One of the main concerns is that the same group of researchers published claims of a similar discovery of a room-temperature superconductor in 2020. This claim was later retracted by Nature due to problems with reproducibility and questions about the data.

Superconductivity is such a big deal because, typically, when electricity flows through wires—say, going from a power plant to your home, or through the internal circuitry of your smartphone—it encounters friction. This resistance results in energy being lost as heat.

In 1911, researchers identified that there were some materials that lost this resistance under extreme cold and high pressure.

Under these extreme conditions, the quantum behavior of electrons within superconductors is strengthened to allow them to form what are known as Cooper pairs, allowing them to travel through the material with perfect efficiency.

Superconductivity is relatively easy to spot as it also results in a material that repels magnetic flux fields.

But getting materials to superconduct at temperatures and pressure levels that are efficient and practical has been incredibly challenging, and something physicists have spent decades working on.

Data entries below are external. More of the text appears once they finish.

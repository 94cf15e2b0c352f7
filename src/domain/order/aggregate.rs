use chrono::{DateTime, Utc};
use serde::{Deserialize, Serialize};

use super::codec::null_as_default;
use super::errors::ValidationError;
use super::value_objects::{Delivery, Item, Payment};

// ============================================================================
// Order Aggregate
// ============================================================================
//
// Root of the aggregate: the order itself plus its delivery, payment and
// items. `order_uid` is the only key used for persistence and caching.
//
// ============================================================================

#[derive(Serialize, Deserialize, Clone, Debug, Default, PartialEq, Eq)]
#[serde(default)]
pub struct Order {
    #[serde(deserialize_with = "null_as_default")]
    pub order_uid: String,
    #[serde(deserialize_with = "null_as_default")]
    pub track_number: String,
    #[serde(deserialize_with = "null_as_default")]
    pub entry: String,
    #[serde(deserialize_with = "null_as_default")]
    pub delivery: Delivery,
    #[serde(deserialize_with = "null_as_default")]
    pub payment: Payment,
    #[serde(deserialize_with = "null_as_default")]
    pub items: Vec<Item>,
    #[serde(deserialize_with = "null_as_default")]
    pub locale: String,
    #[serde(deserialize_with = "null_as_default")]
    pub internal_signature: String,
    #[serde(deserialize_with = "null_as_default")]
    pub customer_id: String,
    #[serde(deserialize_with = "null_as_default")]
    pub delivery_service: String,
    #[serde(deserialize_with = "null_as_default")]
    pub shardkey: String,
    #[serde(deserialize_with = "null_as_default")]
    pub sm_id: i32,
    #[serde(deserialize_with = "null_as_default")]
    pub date_created: DateTime<Utc>,
    #[serde(deserialize_with = "null_as_default")]
    pub oof_shard: String,
}

impl Order {
    pub fn validate(&self) -> Result<(), ValidationError> {
        validate(self)
    }
}

/// Decide whether an order is acceptable for ingestion.
///
/// Checks run in a fixed order and stop at the first violation:
/// order_uid, track_number, delivery.name, items.
pub fn validate(order: &Order) -> Result<(), ValidationError> {
    if order.order_uid.is_empty() {
        return Err(ValidationError::MissingOrderUid);
    }
    if order.track_number.is_empty() {
        return Err(ValidationError::MissingTrackNumber);
    }
    if order.delivery.name.is_empty() {
        return Err(ValidationError::MissingDeliveryName);
    }
    if order.items.is_empty() {
        return Err(ValidationError::EmptyItems);
    }
    Ok(())
}

// ============================================================================
// Unit Tests
// ============================================================================

#[cfg(test)]
mod tests {
    use super::*;

    fn well_formed() -> Order {
        Order {
            order_uid: "test123".to_string(),
            track_number: "TRACK123".to_string(),
            delivery: Delivery {
                name: "Test User".to_string(),
                ..Default::default()
            },
            items: vec![Item {
                name: "Test Item".to_string(),
                ..Default::default()
            }],
            ..Default::default()
        }
    }

    #[test]
    fn test_well_formed_order_passes() {
        assert_eq!(validate(&well_formed()), Ok(()));
        assert!(well_formed().validate().is_ok());
    }

    #[test]
    fn test_empty_order_fails_on_order_uid_first() {
        assert_eq!(validate(&Order::default()), Err(ValidationError::MissingOrderUid));
    }

    #[test]
    fn test_missing_order_uid() {
        let order = Order { order_uid: String::new(), ..well_formed() };
        assert_eq!(validate(&order), Err(ValidationError::MissingOrderUid));
    }

    #[test]
    fn test_missing_track_number() {
        let order = Order { track_number: String::new(), ..well_formed() };
        assert_eq!(validate(&order), Err(ValidationError::MissingTrackNumber));
    }

    #[test]
    fn test_missing_delivery_name() {
        let order = Order { delivery: Delivery::default(), ..well_formed() };
        assert_eq!(validate(&order), Err(ValidationError::MissingDeliveryName));
    }

    #[test]
    fn test_empty_items() {
        let order = Order { items: vec![], ..well_formed() };
        let err = validate(&order).unwrap_err();
        assert_eq!(err, ValidationError::EmptyItems);
        assert_eq!(err.field(), "items");
    }

    #[test]
    fn test_whitespace_only_fields_are_not_empty() {
        let order = Order {
            order_uid: " ".to_string(),
            track_number: " ".to_string(),
            delivery: Delivery { name: "\t".to_string(), ..Default::default() },
            ..well_formed()
        };
        assert_eq!(validate(&order), Ok(()));
    }

    #[test]
    fn test_checks_are_ordered() {
        // Both track_number and items are missing; track_number is reported.
        let order = Order {
            track_number: String::new(),
            items: vec![],
            ..well_formed()
        };
        assert_eq!(validate(&order), Err(ValidationError::MissingTrackNumber));
    }
}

The team from the University of Rochester claim they have now been able to approach this with reddmatter.

To create the material, the researchers developed a gas mixture consisting of 99 percent hydrogen and 1 percent nitrogen. Left in a lutetium chamber for several days at 200 degrees Celsius, the ingredients reacted to form a wonderful blue compound.

The team then placed the material inside a diamond anvil which is used to put materials under extreme pressure.

As the pressure increased, the material underwent a “noticeable visual transformation”, going from blue to pink as it became superconducting – something the team confirmed by measuring both the magnetic fields around the material and its electrical conductivity.

(Dasenbrock-Gammon et al., Nature, 2023)

As the pressure continued to build, the material turned bright red, passing through its superconducting phase and into a non-superconducting metallic state.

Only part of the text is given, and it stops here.